Recientemente me he acercado a tres obras que, aunque pertenecen a formatos y géneros muy distintos, comparten un propósito fascinante: explorar la realidad desde ángulos únicos, con un enfoque que trasciende lo superficial para invitarnos a reflexionar sobre lo visible y lo invisible, lo explícito e implícito.
El gabinete del Dr. Caligari: La atmósfera como reflejo
Esta película clásica del cine expresionista alemán, dirigida por Robert Wiene en 1919, es un viaje inquietante a través de una atmósfera cargada de simbolismo. Sus escenarios distorsionados, marcados por líneas retorcidas y ángulos imposibles, nos sumergen en la mente de sus personajes y nos recuerdan que el entorno puede ser mucho más que un simple decorado: puede convertirse en un espejo de las emociones humanas, amplificando el conflicto interno y externo.
El giro final, que revela la locura del protagonista/narrador, añade otra capa de ambigüedad narrativa que sigue siendo relevante más de un siglo después. Nos obliga a cuestionar lo que hemos visto y nos enseña que la percepción es un terreno frágil, siempre sujeto a interpretaciones. Esta película es un testimonio de cómo el cine, incluso en sus primeros años, podía ser profundamente psicológico y visualmente innovador.

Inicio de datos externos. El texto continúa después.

#[cfg(test)]
mod tests {
    use super::*;
    use crate::adapters::MemoryFlagSet;
    use crate::domain::ConfigTree;
    use crate::ports::FlagValue;
    use std::sync::Arc;
    use std::sync::atomic::{AtomicBool, Ordering};

    fn example_flags() -> MemoryFlagSet {
        let mut flags = MemoryFlagSet::new("test");
        flags.string("key.one-example", "val1").int("key.int", 123);
        flags
    }

    fn snapshot_with(keys: &[&str]) -> ConfigTree {
        let entries = keys
            .iter()
            .map(|k| (k.to_string(), ConfigValue::from("from-file")))
            .collect::<Vec<_>>();
        ConfigTree::from_map(unflatten(entries, "."), ".")
    }

    #[test]
    fn test_defaults_without_snapshot() {
        let flags = example_flags();
        let map = FlagProvider::new(&flags, ".").read().unwrap();

        let mut key = ConfigMap::new();
        key.insert("one-example".to_string(), ConfigValue::from("val1"));
        key.insert("int".to_string(), ConfigValue::from(123));
        let mut expected = ConfigMap::new();
        expected.insert("key".to_string(), ConfigValue::Map(key));

        assert_eq!(map, expected);
    }

    #[test]
    fn test_snapshot_shadows_unchanged_default() {
        let flags = example_flags();
        let snapshot = snapshot_with(&["key.one-example"]);
        let map = FlagProvider::new(&flags, ".")
            .with_snapshot(&snapshot)
            .read()
            .unwrap();

        let key = map["key"].as_map("key").unwrap();
        assert_eq!(key.len(), 1);
        assert_eq!(key["int"], ConfigValue::from(123));
    }

    #[test]
    fn test_empty_snapshot_keeps_defaults() {
        let flags = example_flags();
        let snapshot = ConfigTree::new(".");
        let map = FlagProvider::new(&flags, ".")
            .with_snapshot(&snapshot)
            .read()
            .unwrap();
        assert_eq!(map["key"].as_map("key").unwrap().len(), 2);
    }

    #[test]
    fn test_changed_flag_ignores_snapshot() {
        let mut flags = example_flags();
        flags.set("key.one-example", "from-cli").unwrap();
        let snapshot = snapshot_with(&["key.one-example", "key.int"]);

        let map = FlagProvider::new(&flags, ".")
            .with_snapshot(&snapshot)
            .read()
            .unwrap();

        let key = map["key"].as_map("key").unwrap();
        assert_eq!(key.len(), 1);
        assert_eq!(key["one-example"], ConfigValue::from("from-cli"));
    }

    #[test]
    fn test_key_value_callback_receives_formatted_value() {
        let mut flags = MemoryFlagSet::new("test");
        flags.int_slice("key.ints", &[1, 2, 3]);

        let map = FlagProvider::new(&flags, ".")
            .with_key_value_callback(|key, value| (key.to_string(), ConfigValue::from(value)))
            .read()
            .unwrap();

        let key = map["key"].as_map("key").unwrap();
        assert_eq!(key["ints"], ConfigValue::from("[1,2,3]"));
    }

    #[test]
    fn test_key_value_callback_empty_key_drops_changed_flag() {
        let mut flags = example_flags();
        flags.set("key.int", 9).unwrap();

        let map = FlagProvider::new(&flags, ".")
            .with_key_value_callback(|key, value| {
                if key == "key.int" {
                    (String::new(), ConfigValue::from(value))
                } else {
                    (key.to_string(), ConfigValue::from(value))
                }
            })
            .read()
            .unwrap();

        let key = map["key"].as_map("key").unwrap();
        assert!(!key.contains_key("int"));
        assert_eq!(key["one-example"], ConfigValue::from("val1"));
    }

    #[test]
    fn test_flag_callback_empty_key_drops_flag() {
        let flags = example_flags();
        let map = FlagProvider::new(&flags, ".")
            .with_flag_callback(|flag: &dyn Flag| {
                if flag.name() == "key.one-example" {
                    (String::new(), ConfigValue::Null)
                } else {
                    (flag.name().to_string(), flag_value(flag))
                }
            })
            .read()
            .unwrap();

        let key = map["key"].as_map("key").unwrap();
        assert_eq!(key.len(), 1);
        assert_eq!(key["int"], ConfigValue::from(123));
    }

    #[test]
    fn test_key_value_callback_takes_precedence() {
        let flags = example_flags();

        let kv_first = FlagProvider::new(&flags, ".")
            .with_key_value_callback(|key, _| (key.to_string(), ConfigValue::from("kv")))
            .with_flag_callback(|flag: &dyn Flag| (flag.name().to_string(), ConfigValue::from("flag")));
        let flag_first = FlagProvider::new(&flags, ".")
            .with_flag_callback(|flag: &dyn Flag| (flag.name().to_string(), ConfigValue::from("flag")))
            .with_key_value_callback(|key, _| (key.to_string(), ConfigValue::from("kv")));

        for provider in [kv_first, flag_first] {
            let map = provider.read().unwrap();
            let key = map["key"].as_map("key").unwrap();
            assert_eq!(key["int"], ConfigValue::from("kv"));
        }
    }

    #[test]
    fn test_custom_delimiter() {
        let mut flags = MemoryFlagSet::new("test");
        flags.string("db/host", "localhost").string("log.level", "info");

        let map = FlagProvider::new(&flags, "/").read().unwrap();
        let db = map["db"].as_map("db").unwrap();
        assert_eq!(db["host"], ConfigValue::from("localhost"));
        assert_eq!(map["log.level"], ConfigValue::from("info"));
    }

    struct Opaque;

    impl FlagValue for Opaque {}

    struct FormatOnly;

    impl FlagValue for FormatOnly {
        fn format(&self) -> Option<String> {
            Some("text".to_string())
        }
    }

    #[test]
    fn test_default_extraction_capabilities() {
        let mut flags = MemoryFlagSet::new("test");
        flags
            .int("typed", 7)
            .custom("formatted", Box::new(FormatOnly))
            .custom("opaque", Box::new(Opaque));

        let map = FlagProvider::new(&flags, ".").read().unwrap();
        assert_eq!(map["typed"], ConfigValue::from(7));
        assert_eq!(map["formatted"], ConfigValue::from("text"));
        assert_eq!(map["opaque"], ConfigValue::Null);
    }

    #[test]
    fn test_key_value_callback_gets_empty_string_for_opaque_value() {
        let mut flags = MemoryFlagSet::new("test");
        flags.custom("opaque", Box::new(Opaque));

        let map = FlagProvider::new(&flags, ".")
            .with_key_value_callback(|key, value| (key.to_string(), ConfigValue::from(value)))
            .read()
            .unwrap();
        assert_eq!(map["opaque"], ConfigValue::from(""));
    }

    #[test]
    fn test_read_is_repeatable() {
        let flags = example_flags();
        let provider = FlagProvider::new(&flags, ".");
        assert_eq!(provider.read().unwrap(), provider.read().unwrap());
    }

    #[test]
    fn test_read_empty_flag_set() {
        let flags = MemoryFlagSet::new("test");
        assert!(FlagProvider::new(&flags, ".").read().unwrap().is_empty());
    }

    #[test]
    fn test_read_bytes_unsupported() {
        let flags = example_flags();
        let result = FlagProvider::new(&flags, ".").read_bytes();
        assert!(matches!(
            result,
            Err(ConfigError::UnsupportedOperation { .. })
        ));
    }

    #[test]
    fn test_watch_unsupported_and_never_calls_back() {
        let flags = example_flags();
        let called = Arc::new(AtomicBool::new(false));
        let seen = called.clone();

        let result = FlagProvider::new(&flags, ".")
            .watch(Arc::new(move |_key: ConfigKey| seen.store(true, Ordering::SeqCst)));

        assert!(matches!(
            result,
            Err(ConfigError::UnsupportedOperation { .. })
        ));
        assert!(!called.load(Ordering::SeqCst));
    }

    #[test]
    fn test_provider_name_and_debug() {
        let flags = example_flags();
        let provider = FlagProvider::new(&flags, "::");
        assert_eq!(provider.name(), "flags");
        assert_eq!(provider.delimiter(), "::");
        let debug = format!("{:?}", provider);
        assert!(debug.contains("FlagProvider"));
        assert!(debug.contains("default"));
    }

    #[test]
    fn test_provider_over_trait_object() {
        let flags = example_flags();
        let dyn_flags: &dyn FlagSet = &flags;
        let provider = FlagProvider::new(dyn_flags, ".");
        assert_eq!(provider.read().unwrap().len(), 1);
    }
}
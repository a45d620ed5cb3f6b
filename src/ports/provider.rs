// SPDX-License-Identifier: MIT OR Apache-2.0

//! Configuration provider trait definition.
//!
//! This module defines the `ConfigProvider` trait, the contract a layered
//! configuration aggregator expects from anything that supplies configuration:
//! read a nested map, read raw bytes, or watch for changes.

use crate::domain::{ConfigKey, ConfigMap, Result};
use std::sync::Arc;

/// Type alias for change notification callbacks.
///
/// This callback is invoked when a configuration value changes. It receives the
/// key that changed as a parameter.
pub type ChangeCallback = Arc<dyn Fn(ConfigKey) + Send + Sync>;

/// A source of configuration consumed by a layered aggregator.
///
/// Providers that have no raw serialized form, or that cannot change after
/// construction, return [`ConfigError::UnsupportedOperation`](crate::domain::ConfigError::UnsupportedOperation)
/// from the corresponding methods.
///
/// # Thread Safety
///
/// Implementations must be `Send + Sync` to allow for use in multi-threaded contexts.
///
/// # Examples
///
/// ```rust
/// use flagcfg::domain::{ConfigError, ConfigMap, Result};
/// use flagcfg::ports::{ChangeCallback, ConfigProvider};
///
/// struct Empty;
///
/// impl ConfigProvider for Empty {
///     fn name(&self) -> &str {
///         "empty"
///     }
///
///     fn read(&self) -> Result<ConfigMap> {
///         Ok(ConfigMap::new())
///     }
///
///     fn read_bytes(&self) -> Result<Vec<u8>> {
///         Err(ConfigError::unsupported(self.name(), "read_bytes"))
///     }
///
///     fn watch(&self, _callback: ChangeCallback) -> Result<()> {
///         Err(ConfigError::unsupported(self.name(), "watch"))
///     }
/// }
///
/// assert!(Empty.read().unwrap().is_empty());
/// assert!(Empty.read_bytes().is_err());
/// ```
pub trait ConfigProvider: Send + Sync {
    /// Returns the name of this provider, used in logs and error messages.
    fn name(&self) -> &str;

    /// Reads the provider's configuration as a nested map.
    fn read(&self) -> Result<ConfigMap>;

    /// Reads the provider's raw serialized configuration.
    fn read_bytes(&self) -> Result<Vec<u8>>;

    /// Starts watching for configuration changes, invoking `callback` on each change.
    fn watch(&self, callback: ChangeCallback) -> Result<()>;
}

#[cfg(test)]
mod tests {
    use super::*;
    use crate::domain::{ConfigError, ConfigValue};
    use std::sync::atomic::{AtomicBool, Ordering};

    struct Fixed;

    impl ConfigProvider for Fixed {
        fn name(&self) -> &str {
            "fixed"
        }

        fn read(&self) -> Result<ConfigMap> {
            let mut map = ConfigMap::new();
            map.insert("answer".to_string(), ConfigValue::from(42));
            Ok(map)
        }

        fn read_bytes(&self) -> Result<Vec<u8>> {
            Ok(b"answer: 42".to_vec())
        }

        fn watch(&self, callback: ChangeCallback) -> Result<()> {
            callback(ConfigKey::from("answer"));
            Ok(())
        }
    }

    #[test]
    fn test_provider_read() {
        let map = Fixed.read().unwrap();
        assert_eq!(map["answer"], ConfigValue::from(42));
    }

    #[test]
    fn test_provider_watch_invokes_callback() {
        let invoked = Arc::new(AtomicBool::new(false));
        let flag = invoked.clone();
        Fixed
            .watch(Arc::new(move |_key: ConfigKey| flag.store(true, Ordering::SeqCst)))
            .unwrap();
        assert!(invoked.load(Ordering::SeqCst));
    }

    #[test]
    fn test_unsupported_helper() {
        let err = ConfigError::unsupported("fixed", "watch");
        assert!(err.to_string().contains("watch"));
    }

    #[test]
    fn test_provider_is_send_sync() {
        fn assert_send_sync<T: Send + Sync>() {}
        assert_send_sync::<Box<dyn ConfigProvider>>();
    }
}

Los pájaros de Bangkok: La trama frente a las reflexiones
En otro extremo del mapa narrativo está esta novela de Manuel Vázquez Montalbán, protagonizada por el detective Pepe Carvalho. Publicada en 1983, la obra mezcla la investigación con las reflexiones sociales y culturales características del autor. Sin embargo, esta combinación, que en teoría podría ser enriquecedora, corre el riesgo de desequilibrarse. Carvalho, aunque ingenioso, a veces parece más un altavoz para las ideas del autor que un personaje plenamente autónomo.
A pesar de esto, la novela es un ejemplo claro de cómo un escritor puede utilizar la ficción para abordar temas más amplios, desde la crítica a la burguesía hasta el arte culinario. Vázquez Montalbán convierte cada rincón de su obra en una oportunidad para explorar la sociedad de su tiempo, recordándonos que la novela negra no solo puede entretener, sino, por supuesto, también cuestionar y criticar.
Weegee y lo implícito en la imagen
Por último, está la obra del fotógrafo Arthur H. Fellig, más conocido como Weegee, cuya exposición pude ver a finales del 2024 en la Fundación Mapfre de Madrid. Aunque inicialmente se le conoce por su trabajo en sucesos, Weegee trasciende este ámbito y se revela como un verdadero cronista visual, crítico social y artista.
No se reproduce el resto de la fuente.